The Washington Times

Independents put Obama ahead in N.H.

ROCHESTER, N.H. | Sen. John McCain, who held more than 100 town-hall meetings in New Hampshire before his surprising win in the January primary, often joked that he spent so much time in the state many people thought he lived here.

But if that’s so, the independent-minded, politically savvy voters of this swing battleground state just may have a new favorite son.

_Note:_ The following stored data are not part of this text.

//! Cache configuration.
//!
//! Controls TTL tiers, the key lock registry and pattern scanning. Built from
//! the validated `[cache]` settings section.

use std::time::Duration;

// Default values for cache configuration
const DEFAULT_TTL_MINUTES: u64 = 30;
const DEFAULT_LONG_TTL_HOURS: u64 = 24;
const DEFAULT_MAX_KEY_LOCKS: usize = 10_000;
const DEFAULT_LOCK_RECLAIM_INTERVAL_SECS: u64 = 120;
const DEFAULT_LOCK_IDLE_TIMEOUT_SECS: u64 = 300;
const DEFAULT_SCAN_BATCH_SIZE: usize = 1000;
const DEFAULT_OPERATION_TIMEOUT_MS: u64 = 5000;
const DEFAULT_LOCK_TIMEOUT_MS: u64 = 30_000;

/// Runtime cache configuration.
#[derive(Debug, Clone)]
pub struct CacheConfig {
    /// TTL applied when a write does not name one.
    pub default_ttl_minutes: u64,
    /// TTL of the long-lived tier (`set_long`, `ComputeOptions::long`).
    pub long_ttl_hours: u64,
    /// Registry size that triggers an eager, synchronous reclaim.
    pub max_key_locks: usize,
    /// Period of the background idle-lock sweep.
    pub lock_reclaim_interval_secs: u64,
    /// How long an unheld lock may sit unused before the sweep drops it.
    pub lock_idle_timeout_secs: u64,
    /// Keys fetched and deleted per round trip during pattern deletes.
    pub scan_batch_size: usize,
    /// Deadline applied to every store call.
    pub operation_timeout_ms: u64,
    /// Upper bound on waiting for a per-key lock in `get_or_compute`.
    pub lock_timeout_ms: u64,
}

impl Default for CacheConfig {
    fn default() -> Self {
        Self {
            default_ttl_minutes: DEFAULT_TTL_MINUTES,
            long_ttl_hours: DEFAULT_LONG_TTL_HOURS,
            max_key_locks: DEFAULT_MAX_KEY_LOCKS,
            lock_reclaim_interval_secs: DEFAULT_LOCK_RECLAIM_INTERVAL_SECS,
            lock_idle_timeout_secs: DEFAULT_LOCK_IDLE_TIMEOUT_SECS,
            scan_batch_size: DEFAULT_SCAN_BATCH_SIZE,
            operation_timeout_ms: DEFAULT_OPERATION_TIMEOUT_MS,
            lock_timeout_ms: DEFAULT_LOCK_TIMEOUT_MS,
        }
    }
}

impl From<&crate::config::CacheSettings> for CacheConfig {
    fn from(settings: &crate::config::CacheSettings) -> Self {
        Self {
            default_ttl_minutes: settings.default_ttl_minutes.get(),
            long_ttl_hours: settings.long_ttl_hours.get(),
            max_key_locks: settings.max_key_locks.get(),
            lock_reclaim_interval_secs: settings.lock_reclaim_interval_secs.get(),
            lock_idle_timeout_secs: settings.lock_idle_timeout_secs.get(),
            scan_batch_size: settings.scan_batch_size.get(),
            operation_timeout_ms: settings.operation_timeout_ms.get(),
            lock_timeout_ms: settings.lock_timeout_ms.get(),
        }
    }
}

impl CacheConfig {
    pub fn default_ttl(&self) -> Duration {
        Duration::from_secs(self.default_ttl_minutes.max(1).saturating_mul(60))
    }

    pub fn long_ttl(&self) -> Duration {
        Duration::from_secs(self.long_ttl_hours.max(1).saturating_mul(3600))
    }

    pub fn lock_reclaim_interval(&self) -> Duration {
        Duration::from_secs(self.lock_reclaim_interval_secs.max(1))
    }

    pub fn lock_idle_timeout(&self) -> Duration {
        Duration::from_secs(self.lock_idle_timeout_secs)
    }

    pub fn operation_timeout(&self) -> Duration {
        Duration::from_millis(self.operation_timeout_ms.max(1))
    }

    pub fn lock_timeout(&self) -> Duration {
        Duration::from_millis(self.lock_timeout_ms.max(1))
    }

    /// Returns the scan batch size, clamping zero to one.
    pub fn scan_batch_size_non_zero(&self) -> usize {
        self.scan_batch_size.max(1)
    }

    /// Returns the lock ceiling, clamping zero to one.
    pub fn max_key_locks_non_zero(&self) -> usize {
        self.max_key_locks.max(1)
    }
}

“What we’ve seen in all the polling since springtime is a swing from a McCain lead to an Obama lead,” said Dante Scala, a professor of political science at the University of New Hampshire.

That swing was dramatic, at least as portrayed by the Rasmussen polling firm. Mr. McCain, the presumptive Republican presidential nominee, held a 10-point lead over Sen. Barack Obama at the end of April, but a mid-June poll put the Democrat up by 11 points - a swing of 21 points. A pair of UNH polls have Mr. McCain going from six points up to three points down against his Democratic rival.

“Once again, the swing group is those independents,” Mr. Scala said, “and I don’t think they’re done moving yet.”

Although the small state wields just four votes of the 539 electoral votes up for grabs Nov. 4, Mr. McCain made clear last Tuesday that he plans to make a serious effort to pick them up in the fall.

“This is going to be a battleground state. This will be one of those states that decides who the next president of the United States is, and I need your support,” Mr. McCain said at the Rochester Opera House, where hundreds of supporters drowned him out with cheers.

Trends, however, are all going the other way. Republicans reached a crest in 2002 but have been falling out of power ever since - for the first time in 58 years, Democrats control both state legislative chambers and the governor’s mansion.

Voter registration, too, has tilted heavily toward Mr. Obama. Just after the November 2004 election, there were 267,000 registered Republicans in the state to 228,000 registered Democrats. That gap has been almost erased: Earlier this month, Republicans held just a 5,000-voter edge, at 269,000 to 264,000.

“That’s the number that jumps out at me. Republicans have basically stagnated, and Democrats have made big gains. McCain and Obama both have their strengths, but if you’re looking at which way the political winds are blowing, they’re certainly blowing in Obama’s direction,” said Mr. Scala, a longtime observer of state politics.

“The dilemma for McCain is enthusiasm,” he added.

Far more important are the notoriously fickle “undeclared” voters who align themselves with neither party. More than 330,000 are registered under that label, making them the crucial swing vote each candidate will be seeking.

Those voters are the natural target for Mr. McCain, considered a maverick member of the Republican Party who has often split with the more conservative wing. Mr. McCain spoke often to independents in his town-hall meeting at the opera house, ticking through a slew of issues, from tax cuts to pork-barrel spending to offshore oil drilling to winning the Iraq war.

“We have to drill offshore; we have to do it,” he said, drawing cheers and whistles. “When the president lifted the federal moratorium on offshore drilling, the price went of oil went down $10 a barrel. So, if America can show, as we move into this energy-independent era, that we have significant oil and gas reserves and we don’t have to depend on foreign oil, it will have an effect on the cost of oil.”

Mr. McCain also is eyeing disaffected Democrats such as Bill Condon, a lifelong Democrat who has decided to back the Republican candidate. In Rochester, the UNH biology professor recounted how he first met Mr. McCain last summer, when the campaign was faltering.